The government believes these reforms “provide the backbone infrastructure so that more homes can be delivered”, Premier Chris Minns stated.
“It is critical that new communities where housing growth is occurring have access to high-quality infrastructure and open space,” he said.
The 30 per cent of new housing allocated for affordable housing will target infill sites and government land for their development.
Outlined in the budget was the establishment of Homes NSW, an organisation tasked with delivering better outcomes for public and social housing tenants, delivering more affordable and social housing, and reducing the number of people experiencing homelessness within the state.
The government’s $224 million Essential Housing Package, aimed at addressing supply and providing crucial support to the state’s most vulnerable residents, includes:
- $70 million in debt financing to accelerate the delivery of social, affordable, and private homes, primarily in regional Australia.
- $35.3 million to continue providing housing services to Aboriginal and Torres Strait Islander families.
- $35 million to support critical maintenance for social housing.
- $20 million reserved in Restart NSW for dedicated mental health housing.
- $15 million to establish an NSW Housing Fund for urgent priority housing and homelessness measures to confront the existing crisis.
- $11.3 million to extend the Together Home program.
- $11 million in urgent funding to Temporary Accommodation in 2023–24 to support rising homelessness.
- $10.5 million in funding to the Community Housing Leasing Program.
- $10 million Modular Housing Trial to deliver faster quality social housing.
- $5.9 million towards specialist homelessness services to address the increasing demand for 2023–24.
In addition to this, the government will invest $60 million to support new build-to-rent trials in the South Coast and Northern Rivers.

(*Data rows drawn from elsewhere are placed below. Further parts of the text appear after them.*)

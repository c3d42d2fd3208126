use axum::{extract::State, Json};
use serde::{Deserialize, Serialize};
use tracing::{info, warn};

use crate::errors::AppError;
use crate::state::AppState;

#[derive(Debug, Deserialize)]
pub struct LoginRequest {
    #[serde(default)]
    pub password: String,
}

#[derive(Debug, Serialize)]
pub struct LoginResponse {
    pub token: String,
}

/// POST /api/login
///
/// Login is disabled while no admin password is configured.
pub async fn handle_login(
    State(state): State<AppState>,
    Json(req): Json<LoginRequest>,
) -> Result<Json<LoginResponse>, AppError> {
    match state.config.admin_password.as_deref() {
        Some(expected) if !expected.is_empty() && req.password == expected => {}
        Some(_) => {
            warn!("Rejected login attempt");
            return Err(AppError::Unauthorized("Unauthorized"));
        }
        None => {
            warn!("Login attempted but ADMIN_PASSWORD is not set");
            return Err(AppError::Unauthorized("Unauthorized"));
        }
    }

    let token = state
        .tokens
        .issue()
        .map_err(|e| anyhow::anyhow!("Failed to sign token: {e}"))?;
    info!("Issued session token");
    Ok(Json(LoginResponse { token }))
}
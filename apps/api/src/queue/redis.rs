use async_trait::async_trait;
use bytes::Bytes;
use redis::{aio::MultiplexedConnection, AsyncCommands};
use tracing::{debug, info};

use crate::queue::{JobQueue, QueueError};

/// Redis list queue over one multiplexed connection, cloned per push.
#[derive(Clone)]
pub struct RedisQueue {
    conn: MultiplexedConnection,
}

impl RedisQueue {
    pub async fn connect(url: &str) -> Result<Self, QueueError> {
        let client = redis::Client::open(url)?;
        let conn = client.get_multiplexed_async_connection().await?;
        info!("Redis connection established");
        Ok(Self { conn })
    }
}

#[async_trait]
impl JobQueue for RedisQueue {
    async fn push(&self, queue: &str, payload: Bytes) -> Result<(), QueueError> {
        let mut conn = self.conn.clone();
        let depth: i64 = conn.rpush(queue, &payload[..]).await?;
        debug!("Pushed {} byte(s) onto '{queue}' (length now {depth})", payload.len());
        Ok(())
    }
}
use bson::{oid::ObjectId, DateTime};
use serde::Serialize;

use crate::models::kinds::EntityKind;

/// A freshly validated document ready to be inserted into its collection.
pub trait EntityDocument: Serialize + Send + Sync {
    const KIND: EntityKind;
}

#[derive(Debug, Clone, Serialize)]
pub struct FieldDoc {
    pub field: String,
}

#[derive(Debug, Clone, Serialize)]
pub struct CompanyDoc {
    pub name: String,
    pub description: String,
    #[serde(skip_serializing_if = "Option::is_none")]
    pub field: Option<ObjectId>,
}

#[derive(Debug, Clone, Serialize)]
pub struct RecipientDoc {
    pub email: String,
    pub name: String,
    pub description: String,
    #[serde(skip_serializing_if = "Option::is_none")]
    pub company: Option<ObjectId>,
}

#[derive(Debug, Clone, Serialize)]
pub struct IdentityDoc {
    pub identity: String,
    pub name: String,
    pub description: String,
    pub html_signature: String,
    #[serde(skip_serializing_if = "Option::is_none")]
    pub field: Option<ObjectId>,
}

#[derive(Debug, Clone, Serialize)]
pub struct CoverLetterDoc {
    pub recipient_id: ObjectId,
    pub conversation_id: String,
    pub cover_letter: String,
    pub created_at: DateTime,
    pub updated_at: DateTime,
}

impl CoverLetterDoc {
    pub fn new(recipient_id: ObjectId, conversation_id: String, cover_letter: String) -> Self {
        let now = DateTime::now();
        Self {
            recipient_id,
            conversation_id,
            cover_letter,
            created_at: now,
            updated_at: now,
        }
    }
}

impl EntityDocument for FieldDoc {
    const KIND: EntityKind = EntityKind::Field;
}

impl EntityDocument for CompanyDoc {
    const KIND: EntityKind = EntityKind::Company;
}

impl EntityDocument for RecipientDoc {
    const KIND: EntityKind = EntityKind::Recipient;
}

impl EntityDocument for IdentityDoc {
    const KIND: EntityKind = EntityKind::Identity;
}

impl EntityDocument for CoverLetterDoc {
    const KIND: EntityKind = EntityKind::CoverLetter;
}
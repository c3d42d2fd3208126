//! Entity kinds and their reference metadata.
//!
//! Every collection is schemaless, so this module is the only place that knows
//! which stored keys are scalar attributes and which are foreign references.
//! Both the resolution engine and the mutation gateway are driven from here.

use std::collections::HashMap;

#[derive(Debug, Clone, Copy, PartialEq, Eq, Hash)]
pub enum EntityKind {
    Field,
    Company,
    Recipient,
    Identity,
    CoverLetter,
}

#[derive(Debug, Clone, Copy, PartialEq, Eq)]
pub enum AttributeKind {
    Text,
    Timestamp,
}

/// A scalar attribute: stored key, wire key, and the noun used in messages.
#[derive(Debug)]
pub struct Attribute {
    pub stored: &'static str,
    pub wire: &'static str,
    pub label: &'static str,
    pub kind: AttributeKind,
}

/// How a resolved target is flattened into the referencing document.
#[derive(Debug, Clone, Copy, PartialEq, Eq)]
pub enum Projection {
    /// Only the target id plus one display attribute (stored key).
    Display(&'static str),
    /// All scalar attributes of the target, its id and its own raw references.
    Attributes,
}

/// A single-valued foreign reference held by an entity.
#[derive(Debug)]
pub struct ReferenceField {
    pub stored: &'static str,
    pub target: EntityKind,
    /// Wire key carrying the raw referenced id.
    pub wire_id: &'static str,
    /// Wire key carrying the embedded view (or null).
    pub wire_view: &'static str,
    pub projection: Projection,
    /// Required references are set on creation and never mutated afterwards.
    pub required: bool,
}

const fn text(stored: &'static str, wire: &'static str, label: &'static str) -> Attribute {
    Attribute {
        stored,
        wire,
        label,
        kind: AttributeKind::Text,
    }
}

const fn timestamp(stored: &'static str, wire: &'static str) -> Attribute {
    Attribute {
        stored,
        wire,
        label: wire,
        kind: AttributeKind::Timestamp,
    }
}

const FIELD_ATTRIBUTES: &[Attribute] = &[text("field", "field", "name")];

const COMPANY_ATTRIBUTES: &[Attribute] = &[
    text("name", "name", "name"),
    text("description", "description", "description"),
];

const RECIPIENT_ATTRIBUTES: &[Attribute] = &[
    text("email", "email", "email"),
    text("name", "name", "name"),
    text("description", "description", "description"),
];

const IDENTITY_ATTRIBUTES: &[Attribute] = &[
    text("identity", "identity", "identity"),
    text("name", "name", "name"),
    text("description", "description", "description"),
    text("html_signature", "html_signature", "signature"),
];

const COVER_LETTER_ATTRIBUTES: &[Attribute] = &[
    text("conversation_id", "conversationId", "conversation"),
    text("cover_letter", "coverLetter", "content"),
    timestamp("created_at", "createdAt"),
    timestamp("updated_at", "updatedAt"),
];

const FIELD_OF_INTEREST: ReferenceField = ReferenceField {
    stored: "field",
    target: EntityKind::Field,
    wire_id: "fieldId",
    wire_view: "fieldInfo",
    projection: Projection::Display("field"),
    required: false,
};

const COMPANY_REFERENCES: &[ReferenceField] = &[FIELD_OF_INTEREST];

const IDENTITY_REFERENCES: &[ReferenceField] = &[FIELD_OF_INTEREST];

const RECIPIENT_REFERENCES: &[ReferenceField] = &[ReferenceField {
    stored: "company",
    target: EntityKind::Company,
    wire_id: "companyId",
    wire_view: "companyInfo",
    projection: Projection::Attributes,
    required: false,
}];

const COVER_LETTER_REFERENCES: &[ReferenceField] = &[ReferenceField {
    stored: "recipient_id",
    target: EntityKind::Recipient,
    wire_id: "recipientId",
    wire_view: "recipientInfo",
    projection: Projection::Attributes,
    required: true,
}];

impl EntityKind {
    pub const ALL: [EntityKind; 5] = [
        EntityKind::Field,
        EntityKind::Company,
        EntityKind::Recipient,
        EntityKind::Identity,
        EntityKind::CoverLetter,
    ];

    pub fn collection(self) -> &'static str {
        match self {
            EntityKind::Field => "fields",
            EntityKind::Company => "companies",
            EntityKind::Recipient => "recipients",
            EntityKind::Identity => "identities",
            EntityKind::CoverLetter => "cover-letters",
        }
    }

    /// Human-readable name used in response messages.
    pub fn label(self) -> &'static str {
        match self {
            EntityKind::Field => "Field",
            EntityKind::Company => "Company",
            EntityKind::Recipient => "Recipient",
            EntityKind::Identity => "Identity",
            EntityKind::CoverLetter => "Cover letter",
        }
    }

    /// Suffix of the `WIRE_ID_KEY_*` environment override.
    pub fn env_suffix(self) -> &'static str {
        match self {
            EntityKind::Field => "FIELD",
            EntityKind::Company => "COMPANY",
            EntityKind::Recipient => "RECIPIENT",
            EntityKind::Identity => "IDENTITY",
            EntityKind::CoverLetter => "COVER_LETTER",
        }
    }

    pub fn attributes(self) -> &'static [Attribute] {
        match self {
            EntityKind::Field => FIELD_ATTRIBUTES,
            EntityKind::Company => COMPANY_ATTRIBUTES,
            EntityKind::Recipient => RECIPIENT_ATTRIBUTES,
            EntityKind::Identity => IDENTITY_ATTRIBUTES,
            EntityKind::CoverLetter => COVER_LETTER_ATTRIBUTES,
        }
    }

    pub fn references(self) -> &'static [ReferenceField] {
        match self {
            EntityKind::Field => &[],
            EntityKind::Company => COMPANY_REFERENCES,
            EntityKind::Recipient => RECIPIENT_REFERENCES,
            EntityKind::Identity => IDENTITY_REFERENCES,
            EntityKind::CoverLetter => COVER_LETTER_REFERENCES,
        }
    }

    pub fn attribute(self, stored: &str) -> Option<&'static Attribute> {
        self.attributes().iter().find(|a| a.stored == stored)
    }

    pub fn reference(self, stored: &str) -> Option<&'static ReferenceField> {
        self.references().iter().find(|r| r.stored == stored)
    }

    /// Kinds carrying an `updated_at` stamp that moves on every effective update.
    pub fn tracks_updates(self) -> bool {
        self.attribute("updated_at").is_some()
    }

    fn default_wire_id_key(self) -> &'static str {
        match self {
            EntityKind::Company => "id",
            _ => "_id",
        }
    }
}

/// Per-kind name of the id key in rendered documents.
///
/// Companies have historically been served with `id` while every other kind
/// uses `_id`; clients depend on both, so the mapping stays configurable.
#[derive(Debug, Clone)]
pub struct WireIdKeys {
    keys: HashMap<EntityKind, String>,
}

impl Default for WireIdKeys {
    fn default() -> Self {
        let keys = EntityKind::ALL
            .iter()
            .map(|kind| (*kind, kind.default_wire_id_key().to_string()))
            .collect();
        Self { keys }
    }
}

impl WireIdKeys {
    pub fn key(&self, kind: EntityKind) -> &str {
        self.keys
            .get(&kind)
            .map(String::as_str)
            .unwrap_or_else(|| kind.default_wire_id_key())
    }

    pub fn with_override(mut self, kind: EntityKind, key: impl Into<String>) -> Self {
        self.keys.insert(kind, key.into());
        self
    }
}

#[cfg(test)]
mod tests {
    use super::*;

    #[test]
    fn test_reference_targets() {
        let company_field = EntityKind::Company.reference("field").unwrap();
        assert_eq!(company_field.target, EntityKind::Field);
        assert_eq!(company_field.projection, Projection::Display("field"));

        let letter_recipient = EntityKind::CoverLetter.reference("recipient_id").unwrap();
        assert_eq!(letter_recipient.target, EntityKind::Recipient);
        assert!(letter_recipient.required);

        assert!(EntityKind::Field.references().is_empty());
    }

    #[test]
    fn test_display_attributes_exist_on_target() {
        for kind in EntityKind::ALL {
            for reference in kind.references() {
                if let Projection::Display(attr) = reference.projection {
                    assert!(
                        reference.target.attribute(attr).is_some(),
                        "{:?}.{} displays missing attribute {attr}",
                        kind,
                        reference.stored
                    );
                }
            }
        }
    }

    #[test]
    fn test_only_cover_letters_track_updates() {
        let tracked: Vec<_> = EntityKind::ALL
            .into_iter()
            .filter(|k| k.tracks_updates())
            .collect();
        assert_eq!(tracked, vec![EntityKind::CoverLetter]);
    }

    #[test]
    fn test_wire_id_defaults_and_override() {
        let keys = WireIdKeys::default();
        assert_eq!(keys.key(EntityKind::Company), "id");
        assert_eq!(keys.key(EntityKind::Field), "_id");
        assert_eq!(keys.key(EntityKind::CoverLetter), "_id");

        let keys = keys.with_override(EntityKind::Company, "_id");
        assert_eq!(keys.key(EntityKind::Company), "_id");
    }
}
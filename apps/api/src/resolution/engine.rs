//! Join-like expansion of an entity's references.
//!
//! Algorithm, per source document and per declared reference:
//! 1. The store's lookup joins the stored value against the target `_id`.
//!    A structured id either matches here or the reference is dangling.
//! 2. If the join found nothing and the stored value is a string, the
//!    reference is retried best-effort: decoded as an id first, then as the
//!    raw string key. First hit wins.
//! 3. Otherwise the expansion is `None`.
//!
//! Results come back as a lazy stream in the store's natural order. Callers
//! collect it fully before answering a request.

use std::sync::Arc;

use bson::{oid::ObjectId, Bson, Document};
use futures_util::{StreamExt, TryStreamExt};
use futures_util::stream::BoxStream;

use crate::db::{DocumentStore, Join, StoreError};
use crate::models::kinds::{EntityKind, ReferenceField};
use crate::models::reference::{lookup_candidates, LookupKey};

#[derive(Debug, Clone, Copy, PartialEq, Eq)]
pub enum Scope {
    All,
    One(ObjectId),
}

/// A reference together with whatever it resolved to.
#[derive(Debug, Clone)]
pub struct Expansion {
    pub reference: &'static ReferenceField,
    pub target: Option<Document>,
}

/// A source document with its references expanded.
#[derive(Debug, Clone)]
pub struct Resolved {
    pub kind: EntityKind,
    pub document: Document,
    pub expansions: Vec<Expansion>,
}

impl Resolved {
    /// A document whose references were not (or could not be) resolved.
    pub fn unresolved(kind: EntityKind, document: Document) -> Self {
        let expansions = kind
            .references()
            .iter()
            .map(|reference| Expansion {
                reference,
                target: None,
            })
            .collect();
        Self {
            kind,
            document,
            expansions,
        }
    }

    pub fn id(&self) -> Option<ObjectId> {
        self.document.get_object_id("_id").ok()
    }

    /// The resolved target of the reference stored under `stored`.
    pub fn target(&self, stored: &str) -> Option<&Document> {
        self.expansions
            .iter()
            .find(|e| e.reference.stored == stored)
            .and_then(|e| e.target.as_ref())
    }
}

pub type ResolvedStream = BoxStream<'static, Result<Resolved, StoreError>>;

/// Key under which the store attaches join matches; never a stored attribute.
fn join_alias(reference: &ReferenceField) -> String {
    format!("__joined_{}", reference.stored)
}

/// Streams resolved documents of `kind` within `scope`.
pub async fn resolve(
    store: Arc<dyn DocumentStore>,
    kind: EntityKind,
    scope: Scope,
) -> Result<ResolvedStream, StoreError> {
    let joins: Vec<Join> = kind
        .references()
        .iter()
        .map(|reference| Join {
            from: reference.target.collection(),
            local_field: reference.stored,
            as_field: join_alias(reference),
        })
        .collect();

    let filter = match scope {
        Scope::All => None,
        Scope::One(id) => Some(id),
    };

    let source = store.lookup(kind.collection(), filter, &joins).await?;

    Ok(source
        .and_then(move |document| {
            let store = Arc::clone(&store);
            async move { expand(store.as_ref(), kind, document).await }
        })
        .boxed())
}

/// Collects every resolved document of `kind`.
pub async fn resolve_all(
    store: Arc<dyn DocumentStore>,
    kind: EntityKind,
) -> Result<Vec<Resolved>, StoreError> {
    resolve(store, kind, Scope::All).await?.try_collect().await
}

/// Resolves a single document, `None` if it does not exist.
pub async fn resolve_one(
    store: Arc<dyn DocumentStore>,
    kind: EntityKind,
    id: ObjectId,
) -> Result<Option<Resolved>, StoreError> {
    let mut stream = resolve(store, kind, Scope::One(id)).await?;
    stream.try_next().await
}

/// Tries each key in order against `kind`'s collection.
pub async fn find_first(
    store: &dyn DocumentStore,
    kind: EntityKind,
    candidates: &[LookupKey],
) -> Result<Option<Document>, StoreError> {
    for key in candidates {
        if let Some(found) = store.find_by_key(kind.collection(), &key.to_bson()).await? {
            return Ok(Some(found));
        }
    }
    Ok(None)
}

async fn expand(
    store: &dyn DocumentStore,
    kind: EntityKind,
    mut document: Document,
) -> Result<Resolved, StoreError> {
    let mut expansions = Vec::with_capacity(kind.references().len());

    for reference in kind.references() {
        let joined = take_first_match(&mut document, &join_alias(reference));
        let target = match joined {
            Some(found) => Some(found),
            None => fallback(store, reference, document.get(reference.stored)).await?,
        };
        expansions.push(Expansion { reference, target });
    }

    Ok(Resolved {
        kind,
        document,
        expansions,
    })
}

/// Second stage for string-typed references the join could not match.
async fn fallback(
    store: &dyn DocumentStore,
    reference: &ReferenceField,
    stored: Option<&Bson>,
) -> Result<Option<Document>, StoreError> {
    // A structured id was already tried by the join.
    if !matches!(stored, Some(Bson::String(_))) {
        return Ok(None);
    }
    find_first(store, reference.target, &lookup_candidates(stored)).await
}

fn take_first_match(document: &mut Document, alias: &str) -> Option<Document> {
    match document.remove(alias) {
        Some(Bson::Array(matches)) => matches.into_iter().find_map(|m| match m {
            Bson::Document(found) => Some(found),
            _ => None,
        }),
        _ => None,
    }
}
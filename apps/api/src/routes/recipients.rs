use axum::{
    extract::{Path, State},
    http::StatusCode,
    Json,
};
use serde::Deserialize;
use serde_json::Value;

use crate::errors::AppError;
use crate::models::documents::RecipientDoc;
use crate::models::kinds::EntityKind;
use crate::mutation::gateway;
use crate::mutation::validation::{parse_reference, require_text};
use crate::routes::shared::{self, DescriptionBody, NameBody};
use crate::state::AppState;

#[derive(Debug, Deserialize)]
pub struct CreateRecipientRequest {
    #[serde(default)]
    pub email: String,
    #[serde(default)]
    pub name: String,
    #[serde(default)]
    pub description: String,
    #[serde(default, rename = "companyId")]
    pub company_id: Option<String>,
}

#[derive(Debug, Deserialize)]
pub struct EmailBody {
    #[serde(default)]
    pub email: String,
}

#[derive(Debug, Deserialize)]
pub struct CompanyRefBody {
    #[serde(default, rename = "companyId")]
    pub company_id: Option<String>,
}

/// GET /api/recipients
pub async fn handle_list_recipients(
    State(state): State<AppState>,
) -> Result<Json<Value>, AppError> {
    shared::list(&state, EntityKind::Recipient).await
}

/// POST /api/recipients
pub async fn handle_create_recipient(
    State(state): State<AppState>,
    Json(req): Json<CreateRecipientRequest>,
) -> Result<(StatusCode, Json<Value>), AppError> {
    let document = RecipientDoc {
        email: require_text("email", req.email)?,
        name: req.name,
        description: req.description,
        company: parse_reference("companyId", req.company_id.as_deref())?.id(),
    };
    let created = gateway::create(&state.store, document).await?;
    Ok(shared::created(&state, &created))
}

/// GET /api/recipients/:id
pub async fn handle_get_recipient(
    State(state): State<AppState>,
    Path(id): Path<String>,
) -> Result<Json<Value>, AppError> {
    shared::single(&state, EntityKind::Recipient, &id).await
}

/// PUT /api/recipients/:id/name
pub async fn handle_update_recipient_name(
    State(state): State<AppState>,
    Path(id): Path<String>,
    Json(req): Json<NameBody>,
) -> Result<Json<Value>, AppError> {
    shared::update(&state, EntityKind::Recipient, &id, "name", req.name).await
}

/// PUT /api/recipients/:id/email
pub async fn handle_update_recipient_email(
    State(state): State<AppState>,
    Path(id): Path<String>,
    Json(req): Json<EmailBody>,
) -> Result<Json<Value>, AppError> {
    let email = require_text("email", req.email)?;
    shared::update(&state, EntityKind::Recipient, &id, "email", email).await
}

/// PUT /api/recipients/:id/description
pub async fn handle_update_recipient_description(
    State(state): State<AppState>,
    Path(id): Path<String>,
    Json(req): Json<DescriptionBody>,
) -> Result<Json<Value>, AppError> {
    shared::update(&state, EntityKind::Recipient, &id, "description", req.description).await
}

/// PUT /api/recipients/:id/company
pub async fn handle_associate_recipient_company(
    State(state): State<AppState>,
    Path(id): Path<String>,
    Json(req): Json<CompanyRefBody>,
) -> Result<Json<Value>, AppError> {
    let company = req.company_id.as_deref();
    shared::associate(&state, EntityKind::Recipient, &id, "company", company).await
}

/// DELETE /api/recipients/:id
pub async fn handle_delete_recipient(
    State(state): State<AppState>,
    Path(id): Path<String>,
) -> Result<Json<Value>, AppError> {
    shared::remove(&state, EntityKind::Recipient, &id).await
}
//! In-memory `DocumentStore` for tests. Mirrors MongoDB semantics that the
//! resolution layer depends on: insertion order, exact-type `_id` matching in
//! lookups, and matched/modified counts on updates.

use std::collections::HashMap;

use async_trait::async_trait;
use bson::{oid::ObjectId, Bson, Document};
use futures_util::{stream, StreamExt};
use tokio::sync::RwLock;

use crate::db::{DocumentStore, DocumentStream, Join, StoreError, UpdateOutcome};

#[derive(Default)]
pub struct MemoryStore {
    collections: RwLock<HashMap<String, Vec<Document>>>,
    unavailable: bool,
}

impl MemoryStore {
    pub fn new() -> Self {
        Self::default()
    }

    /// A store whose every operation fails, as if the server were unreachable.
    pub fn unavailable() -> Self {
        Self {
            unavailable: true,
            ..Self::default()
        }
    }

    /// Seeds a raw document as-is, bypassing any validation.
    pub async fn put(&self, collection: &str, document: Document) {
        self.collections
            .write()
            .await
            .entry(collection.to_string())
            .or_default()
            .push(document);
    }

    pub async fn get(&self, collection: &str, id: ObjectId) -> Option<Document> {
        let key = Bson::ObjectId(id);
        self.collections
            .read()
            .await
            .get(collection)
            .and_then(|docs| docs.iter().find(|d| d.get("_id") == Some(&key)).cloned())
    }

    pub async fn count(&self, collection: &str) -> usize {
        self.collections
            .read()
            .await
            .get(collection)
            .map_or(0, Vec::len)
    }

    fn check(&self) -> Result<(), StoreError> {
        if self.unavailable {
            return Err(StoreError::Backend("store unavailable".into()));
        }
        Ok(())
    }
}

fn position(docs: &[Document], key: &Bson) -> Option<usize> {
    docs.iter().position(|d| d.get("_id") == Some(key))
}

#[async_trait]
impl DocumentStore for MemoryStore {
    async fn find_by_key(
        &self,
        collection: &str,
        key: &Bson,
    ) -> Result<Option<Document>, StoreError> {
        self.check()?;
        let collections = self.collections.read().await;
        Ok(collections
            .get(collection)
            .and_then(|docs| position(docs, key).map(|i| docs[i].clone())))
    }

    async fn insert(
        &self,
        collection: &str,
        mut document: Document,
    ) -> Result<ObjectId, StoreError> {
        self.check()?;
        let id = match document.get("_id") {
            Some(Bson::ObjectId(id)) => *id,
            _ => {
                let id = ObjectId::new();
                document.insert("_id", id);
                id
            }
        };
        self.put(collection, document).await;
        Ok(id)
    }

    async fn set_fields(
        &self,
        collection: &str,
        id: ObjectId,
        fields: Document,
    ) -> Result<UpdateOutcome, StoreError> {
        self.check()?;
        let mut collections = self.collections.write().await;
        let Some(docs) = collections.get_mut(collection) else {
            return Ok(UpdateOutcome::default());
        };
        let Some(index) = position(docs, &Bson::ObjectId(id)) else {
            return Ok(UpdateOutcome::default());
        };

        let target = &mut docs[index];
        let mut changed = false;
        for (key, value) in fields {
            if target.get(&key) != Some(&value) {
                target.insert(key, value);
                changed = true;
            }
        }
        Ok(UpdateOutcome {
            matched: 1,
            modified: u64::from(changed),
        })
    }

    async fn unset_field(
        &self,
        collection: &str,
        id: ObjectId,
        field: &str,
    ) -> Result<UpdateOutcome, StoreError> {
        self.check()?;
        let mut collections = self.collections.write().await;
        let Some(docs) = collections.get_mut(collection) else {
            return Ok(UpdateOutcome::default());
        };
        let Some(index) = position(docs, &Bson::ObjectId(id)) else {
            return Ok(UpdateOutcome::default());
        };

        let removed = docs[index].remove(field).is_some();
        Ok(UpdateOutcome {
            matched: 1,
            modified: u64::from(removed),
        })
    }

    async fn delete(&self, collection: &str, id: ObjectId) -> Result<u64, StoreError> {
        self.check()?;
        let mut collections = self.collections.write().await;
        let Some(docs) = collections.get_mut(collection) else {
            return Ok(0);
        };
        match position(docs, &Bson::ObjectId(id)) {
            Some(index) => {
                docs.remove(index);
                Ok(1)
            }
            None => Ok(0),
        }
    }

    async fn lookup(
        &self,
        collection: &str,
        filter: Option<ObjectId>,
        joins: &[Join],
    ) -> Result<DocumentStream, StoreError> {
        self.check()?;
        let collections = self.collections.read().await;
        let empty = Vec::new();
        let source = collections.get(collection).unwrap_or(&empty);

        let mut results = Vec::new();
        for document in source {
            if let Some(id) = filter {
                if document.get("_id") != Some(&Bson::ObjectId(id)) {
                    continue;
                }
            }
            let mut augmented = document.clone();
            for join in joins {
                let local = document.get(join.local_field);
                let matches: Vec<Bson> = collections
                    .get(join.from)
                    .into_iter()
                    .flatten()
                    .filter(|target| local.is_some() && target.get("_id") == local)
                    .cloned()
                    .map(Bson::Document)
                    .collect();
                augmented.insert(join.as_field.clone(), Bson::Array(matches));
            }
            results.push(Ok(augmented));
        }

        Ok(stream::iter(results).boxed())
    }
}
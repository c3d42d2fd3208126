// Write side: validated create / update / associate / delete.

pub mod gateway;
pub mod validation;
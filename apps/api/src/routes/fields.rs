use axum::{
    extract::{Path, State},
    http::StatusCode,
    Json,
};
use serde::Deserialize;
use serde_json::Value;

use crate::errors::AppError;
use crate::models::documents::FieldDoc;
use crate::models::kinds::EntityKind;
use crate::mutation::gateway;
use crate::mutation::validation::require_text;
use crate::routes::shared;
use crate::state::AppState;

/// `{field}`; older clients send `{name}`.
#[derive(Debug, Deserialize)]
pub struct FieldBody {
    #[serde(default, alias = "name")]
    pub field: String,
}

/// GET /api/fields
pub async fn handle_list_fields(State(state): State<AppState>) -> Result<Json<Value>, AppError> {
    shared::list(&state, EntityKind::Field).await
}

/// POST /api/fields
pub async fn handle_create_field(
    State(state): State<AppState>,
    Json(req): Json<FieldBody>,
) -> Result<(StatusCode, Json<Value>), AppError> {
    let document = FieldDoc {
        field: require_text("field", req.field)?,
    };
    let created = gateway::create(&state.store, document).await?;
    Ok(shared::created(&state, &created))
}

/// GET /api/fields/:id
pub async fn handle_get_field(
    State(state): State<AppState>,
    Path(id): Path<String>,
) -> Result<Json<Value>, AppError> {
    shared::single(&state, EntityKind::Field, &id).await
}

/// PUT /api/fields/:id
pub async fn handle_update_field(
    State(state): State<AppState>,
    Path(id): Path<String>,
    Json(req): Json<FieldBody>,
) -> Result<Json<Value>, AppError> {
    let field = require_text("field", req.field)?;
    shared::update(&state, EntityKind::Field, &id, "field", field).await
}

/// DELETE /api/fields/:id
pub async fn handle_delete_field(
    State(state): State<AppState>,
    Path(id): Path<String>,
) -> Result<Json<Value>, AppError> {
    shared::remove(&state, EntityKind::Field, &id).await
}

Premier Minns also revealed the budget includes measures aimed at increasing the number of homes built in the state by quickening the planning system, including:
- $24 million to establish a NSW Building Commission to support high-quality housing and protect home buyers from substandard buildings.
- $9.1 million to assess housing supply opportunities across government-owned sites, including for the delivery of new social housing.
- $5.6 million for artificial intelligence to deliver planning system efficiencies.
- Overhauling and simplifying the planning system by redirecting resources from the Greater Cities Commission and Western Parkland City Authority.
Mr Minns stressed that “the creation of a standalone Building Commission won’t just deliver better-quality homes; it will also let NSW Fair Trading focus on its core business – protecting consumers”.
He explained NSW Fair Trading will do this by:
- Working with the NSW rental commissioner to better protect the rights of renters and modernise the system to make it fairer.
- Delivering an additional $1 million in funding for renters’ advocacy organisations.
- Making sure products are safe and holding businesses that break the law accountable.
- Working to resolve strata disputes before they end in expensive legal battles.
On top of the measures outlined in the budget, Mr Minns detailed the government’s intentions to tackle the housing crisis by developing further policies to complement existing work.
This includes rebalancing population growth around major infrastructure investments and moving significantly higher-density planned development closer to central Sydney, auditing all NSW government’s landholdings to identify surplus land that could be used to address the state’s housing crisis, and changing self-assessment powers for certain social, affordable, and public housing providers to ensure more homes can be built quicker.
“Today is another step in the right direction to rebuild our housing system,” the Premier added.
“That means more money to build social and affordable homes as well as funding for vital homelessness services that some of the most vulnerable people of NSW need,” he concluded.